The fundamental20problem is that the west Europeans, and in particular the Germans, have bought into the myth that Gazprom is a normal commercial concern struggling to succeed in the marketplace.
The European Commission pretends that it is behaving in an even-handed way in the row between Kiev and Moscow. Scratch the skin of a Euro-bureaucrat however and you see soon enough that Brussels is in sympathy with the Gazprom line. Ukraine, you will hear, is chaotically governed, is not a reliable friend to the EU; a gas-thief, no less.
There does not seem much doubt, admittedly, that the feuding between the Ukrainian president, Viktor Yushchenko, and the premier Yuliya Tymoshenko, has sapped Kiev’s bargaining power.
But the fact is that Gazprom is intent on exploiting these divisions; the gas price war is part of its long-game to neutralise Ukraine. Or rather, it is a ploy mounted by those in the Kremlin who dictate Gazprom strategy.
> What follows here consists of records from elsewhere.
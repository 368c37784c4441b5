//! Newtype IDs for type-safe entity references.
//!
//! Use the `define_id!` macro to create type-safe ID wrappers that prevent
//! accidentally mixing IDs from different entity types.

/// Macro to define a type-safe ID wrapper.
///
/// Creates a newtype wrapper around `u64` with:
/// - `Serialize`/`Deserialize` with `#[serde(transparent)]`
/// - `Debug`, `Clone`, `Copy`, `PartialEq`, `Eq`, `Hash`, `Ord`
/// - Conversion methods: `new()`, `as_u64()`, `next()`
///
/// # Example
///
/// ```rust
/// # use cartsync_core::define_id;
/// define_id!(ListingId);
///
/// let first = ListingId::FIRST;
/// assert_eq!(first.next().as_u64(), 2);
/// ```
#[macro_export]
macro_rules! define_id {
    ($name:ident) => {
        #[derive(
            Debug,
            Clone,
            Copy,
            PartialEq,
            Eq,
            PartialOrd,
            Ord,
            Hash,
            ::serde::Serialize,
            ::serde::Deserialize
        )]
        #[serde(transparent)]
        pub struct $name(u64);

        impl $name {
            /// The first identifier handed out by a sequential allocator.
            pub const FIRST: Self = Self(1);

            /// Create a new ID from a u64 value.
            #[must_use]
            pub const fn new(id: u64) -> Self {
                Self(id)
            }

            /// Get the underlying u64 value.
            #[must_use]
            pub const fn as_u64(&self) -> u64 {
                self.0
            }

            /// The identifier that follows this one.
            #[must_use]
            pub const fn next(self) -> Self {
                Self(self.0 + 1)
            }
        }

        impl ::core::fmt::Display for $name {
            fn fmt(&self, f: &mut ::core::fmt::Formatter<'_>) -> ::core::fmt::Result {
                write!(f, "{}", self.0)
            }
        }

        impl From<u64> for $name {
            fn from(id: u64) -> Self {
                Self(id)
            }
        }

        impl From<$name> for u64 {
            fn from(id: $name) -> Self {
                id.0
            }
        }
    };
}

define_id!(UserId);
“Gazprom itself is neither good nor bad,” say the Russian authors Valery Panyushkin and Mikhail Sygar, “it is like a Kalashnikov or a Colt that can be used either to intimidate or in defence. Its moral value depends on the intention of the person whose finger is on the trigger.”

In other words, let’s stop talking about Gazprom as a straightforward market player: it is a political weapon.
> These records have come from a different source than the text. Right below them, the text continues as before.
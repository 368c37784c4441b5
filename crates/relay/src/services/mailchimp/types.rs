//! Mailchimp Marketing API types.
//!
//! Only the fields the relay reads are modelled explicitly; member records
//! keep everything else in `extra` so they round-trip unchanged.

use std::collections::BTreeMap;

use cartsync_core::{MergeFields, TagSet, UserMergeFields};
use serde::{Deserialize, Serialize};
use serde_json::{Map, Value};

/// Response from `GET /ping`.
#[derive(Debug, Clone, Deserialize)]
pub struct Ping {
    pub health_status: String,
}

/// A merge field defined on the list.
#[derive(Debug, Clone, Deserialize)]
pub struct MergeField {
    #[serde(default)]
    pub merge_id: Option<u64>,
    pub tag: String,
    #[serde(default)]
    pub name: Option<String>,
    #[serde(rename = "type", default)]
    pub field_type: Option<String>,
}

/// Response from `GET /lists/{list_id}/merge-fields`.
#[derive(Debug, Clone, Deserialize)]
pub struct MergeFieldList {
    pub merge_fields: Vec<MergeField>,
    #[serde(default)]
    pub total_items: u64,
}

/// A tag attached to a member.
#[derive(Debug, Clone, PartialEq, Eq, Serialize, Deserialize)]
pub struct MemberTag {
    #[serde(default, skip_serializing_if = "Option::is_none")]
    pub id: Option<u64>,
    pub name: String,
    #[serde(default, skip_serializing_if = "Option::is_none")]
    pub date_added: Option<String>,
}

/// A list member as held by the platform.
#[derive(Debug, Clone, PartialEq, Serialize, Deserialize)]
pub struct RemoteSubscriber {
    /// The subscriber hash.
    pub id: String,
    pub email_address: String,
    #[serde(default, skip_serializing_if = "Option::is_none")]
    pub status: Option<String>,
    #[serde(default)]
    pub merge_fields: BTreeMap<String, Value>,
    #[serde(default)]
    pub tags: Vec<MemberTag>,
    /// Every other attribute the platform returned.
    #[serde(flatten)]
    pub extra: Map<String, Value>,
}

impl RemoteSubscriber {
    /// Names of the tags embedded in the member record.
    #[must_use]
    pub fn tag_names(&self) -> TagSet {
        self.tags.iter().map(|t| t.name.clone()).collect()
    }
}

/// Response from `GET /lists/{list_id}/members`.
#[derive(Debug, Clone, Deserialize)]
pub struct MemberList {
    pub members: Vec<RemoteSubscriber>,
    #[serde(default)]
    pub total_items: u64,
}

/// Response from `GET /lists/{list_id}/members/{hash}/tags`.
#[derive(Debug, Clone, Deserialize)]
pub struct MemberTagList {
    pub tags: Vec<MemberTag>,
    #[serde(default)]
    pub total_items: u64,
}

/// Problem-detail body returned on errors.
#[derive(Debug, Clone, Default, Deserialize)]
pub struct ProblemDetail {
    #[serde(rename = "type", default)]
    pub problem_type: Option<String>,
    #[serde(default)]
    pub title: Option<String>,
    #[serde(default)]
    pub status: Option<u16>,
    #[serde(default)]
    pub detail: Option<String>,
    #[serde(default)]
    pub instance: Option<String>,
}

/// Body for `POST /lists/{list_id}/members`.
#[derive(Debug, Serialize)]
pub(crate) struct NewMember<'a> {
    pub email_address: &'a str,
    pub status: &'static str,
    pub merge_fields: &'a UserMergeFields,
    pub tags: &'a TagSet,
}

/// Body for `PATCH /lists/{list_id}/members/{hash}`.
#[derive(Debug, Serialize)]
pub(crate) struct MemberUpdate<'a> {
    pub merge_fields: &'a MergeFields,
}

/// Body for `POST /lists/{list_id}/members/{hash}/tags`.
#[derive(Debug, Serialize)]
pub(crate) struct TagUpdate<'a> {
    pub tags: Vec<TagStatus<'a>>,
}

#[derive(Debug, Serialize)]
pub(crate) struct TagStatus<'a> {
    pub name: &'a str,
    pub status: &'static str,
}

impl<'a> TagUpdate<'a> {
    /// Mark every tag in `tags` active.
    pub(crate) fn activate(tags: &'a TagSet) -> Self {
        Self {
            tags: tags
                .iter()
                .map(|name| TagStatus {
                    name,
                    status: "active",
                })
                .collect(),
        }
    }
}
The key aim of the Kremlin (President Medvedev is a former Gazprom chairman; the Gazprom CEO Alexei Miller was a confidant of Vladimir Putin when he was running St Petersburg) is to stop the EU and Nato expanding to include Georgia and Ukraine. A short war against Georgia discredited its Nato-friendly leadership. Game One to the Kremlin. Ukraine is about to be exposed as a wobbly European ally. Game Two to the Kremlin.

This is not about gas pricing. If it were Moscow could have initiated serious talks about long-term supply contracts rather engaging in annual price wrangles. The Kremlin disrupted supplies after the revolutions in Ukraine and Georgia. It lowers gas tariffs for friendly states like Belarus and Armenia.
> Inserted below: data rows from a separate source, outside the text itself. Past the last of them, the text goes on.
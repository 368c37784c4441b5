//! Merge-field provisioning for the abandoned-cart flow.

use cartsync_core::{MergeFieldSpec, REQUIRED_MERGE_FIELDS};
use reqwest::Method;
use tracing::instrument;

use super::{MailchimpClient, MergeField, MergeFieldList};
use crate::services::marketing::{MarketingError, SchemaReport};

impl MailchimpClient {
    /// Ensure every field in [`REQUIRED_MERGE_FIELDS`] exists on the list.
    ///
    /// A create that conflicts with an existing field counts as existing.
    /// Any other failure is logged and recorded; provisioning never blocks
    /// startup.
    #[instrument(skip(self), fields(list_id = %self.list_id()))]
    pub async fn ensure_merge_fields(&self) -> SchemaReport {
        let mut report = SchemaReport::default();

        let path = format!("/lists/{}/merge-fields?count=1000", self.list_id());
        let existing: MergeFieldList = match self.get(&path).await {
            Ok(list) => list,
            Err(e) => {
                tracing::error!(error = %e, "Failed to get list merge fields");
                report
                    .failed
                    .extend(REQUIRED_MERGE_FIELDS.iter().map(|f| f.tag));
                return report;
            }
        };

        for field in &REQUIRED_MERGE_FIELDS {
            if existing.merge_fields.iter().any(|f| f.tag == field.tag) {
                tracing::info!(tag = field.tag, "Merge field already exists");
                report.existing.push(field.tag);
                continue;
            }

            match self.create_merge_field(field).await {
                Ok(created) => {
                    tracing::info!(tag = %created.tag, merge_id = ?created.merge_id, "Added merge field");
                    report.created.push(field.tag);
                }
                Err(e) if is_already_exists(&e) => {
                    tracing::info!(tag = field.tag, "Merge field already exists");
                    report.existing.push(field.tag);
                }
                Err(e) => {
                    tracing::error!(tag = field.tag, error = %e, "Failed to add merge field");
                    report.failed.push(field.tag);
                }
            }
        }

        report
    }

    async fn create_merge_field(&self, field: &MergeFieldSpec) -> Result<MergeField, MarketingError> {
        let path = format!("/lists/{}/merge-fields", self.list_id());
        self.send_json(Method::POST, &path, field).await
    }
}

/// The platform's answer when a merge tag is already taken.
fn is_already_exists(err: &MarketingError) -> bool {
    matches!(
        err,
        MarketingError::Api { status: 400, title, detail }
            if title == "Invalid Resource" && detail.contains("already exists")
    )
}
In 2006 when a Polish energy company outbid Russian competitors in buying a stake in a Baltic oil refinery, the flow of Russian oil to that refinery stop ped immediately. Due to “technical problems”. Three days after the Czechs signed a missile defence deal with the US, Russian oil flow dropped by 40 per cent. Technical problems again.

If the EU is serious about energy security, it has to diversify away from Russian supplies as fast as it can. And it should demand more transparency from Gazprom. The Germans are best placed to do this.
Eon, the German energy giant, has a 6 per cent stake in Gazprom; not much, but surely enough to make Gazprom management think twice before acting politically. Its heavy dependency on Russia should give Germany clout.

Instead, it co-operates enthusiastically with Gazprom in building a Baltic gas pipeline that bypasses Poland. The former Chancellor Gerhard Schroeder has taken the Gazprom shilling and is quick to defend Kremlin policies. And Gazprom, keen to buy friendship in Germany, is sponsoring the football team Schalke. All of this helps dilute the EU aim of energy security.
As long as Germany’s own supplies are guaranteed, why should it worry about the small fry, the central Europeans currently shivering in the Big Chill?